▶ [ACTIVITY] Return all lines from the listing below in which the string "Engine" occurs.

▶ [GIVEN RECORDS]
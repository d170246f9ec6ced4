use serde::{Deserialize, Serialize};

/// Top-level system configuration, deserialized from system.toml.
#[derive(Clone, Debug, Serialize, Deserialize)]
pub struct SystemConfig {
    pub security: SecurityGateConfig,
    pub discovery: DiscoveryConfig,
    pub health: HealthConfig,
    pub retry: RetryDefaults,
    pub rate_limit: RateLimitConfig,
    pub cache: CacheConfig,
    pub vault: VaultConfig,
    pub execution: ExecutionConfig,
}

/// Security Gate limits.
#[derive(Clone, Debug, Serialize, Deserialize)]
pub struct SecurityGateConfig {
    /// Allow http:// base URLs. Intended for tests only.
    #[serde(default)]
    pub allow_insecure_http: bool,
    /// Max redirects followed when fetching candidate/spec URLs.
    pub max_redirects: u8,
    /// Max bytes accepted for an OpenAPI document.
    pub max_spec_bytes: u64,
    /// DNS resolution budget in milliseconds.
    pub dns_timeout_ms: u64,
}

/// Discovery Engine parameters.
#[derive(Clone, Debug, Serialize, Deserialize)]
pub struct DiscoveryConfig {
    /// Max concurrent probes across all strategies.
    pub max_concurrent_probes: u32,
    /// Per-probe fetch budget in milliseconds.
    pub probe_timeout_ms: u64,
    /// Discovery Session time-to-live in seconds.
    pub session_ttl_seconds: u64,
    /// Extra well-known paths to probe, beyond the built-in list.
    #[serde(default)]
    pub extra_well_known_paths: Vec<String>,
}

/// Health Service parameters.
#[derive(Clone, Debug, Serialize, Deserialize)]
pub struct HealthConfig {
    pub cache_ttl_seconds: u64,
    pub stale_after_seconds: u64,
    pub probe_timeout_ms: u64,
    pub default_path: String,
}

/// Default retry parameters. Per-tool overrides are carried
/// on the Tool row itself; these are the fallback when a tool registers
/// without an explicit retry policy.
#[derive(Clone, Debug, Serialize, Deserialize)]
pub struct RetryDefaults {
    pub execution: RetryConfig,
    pub internal: RetryConfig,
}

#[derive(Clone, Copy, Debug, Serialize, Deserialize)]
pub struct RetryConfig {
    pub max_attempts: u32,
    pub initial_delay_ms: u64,
    pub max_delay_ms: u64,
    pub multiplier: f64,
    pub jitter: f64,
    pub retry_on_timeout: bool,
    pub retry_on_rate_limit: bool,
}

/// Token-bucket rate limit defaults.
#[derive(Clone, Debug, Serialize, Deserialize)]
pub struct RateLimitConfig {
    /// Default requests-per-second per tenant.
    pub tenant_rate: f64,
    /// Default requests-per-second per tool.
    pub tool_rate: f64,
    /// Max time to queue for a permit before returning rate_limited_local.
    pub max_queue_ms: u64,
}

/// Cache TTL configuration.
#[derive(Clone, Debug, Serialize, Deserialize)]
pub struct CacheConfig {
    /// Spec Cache entry TTL in seconds.
    pub spec_ttl_seconds: u64,
}

/// Credential Vault configuration.
#[derive(Clone, Debug, Serialize, Deserialize)]
pub struct VaultConfig {
    /// Environment variable holding the base64-encoded master key material
    /// from which per-tenant keys are derived.
    pub master_key_env: String,
}

/// Execution Engine timing parameters.
#[derive(Clone, Copy, Debug, Serialize, Deserialize)]
pub struct ExecutionConfig {
    /// Per-HTTP-attempt timeout, in milliseconds.
    pub per_attempt_timeout_ms: u64,
    /// Wall-clock budget for an entire execution including retries.
    pub deadline_ms: u64,
}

▶ [RESULT OF THIS EXERCISE]
/// Discovery Engine parameters.
/// Execution Engine timing parameters.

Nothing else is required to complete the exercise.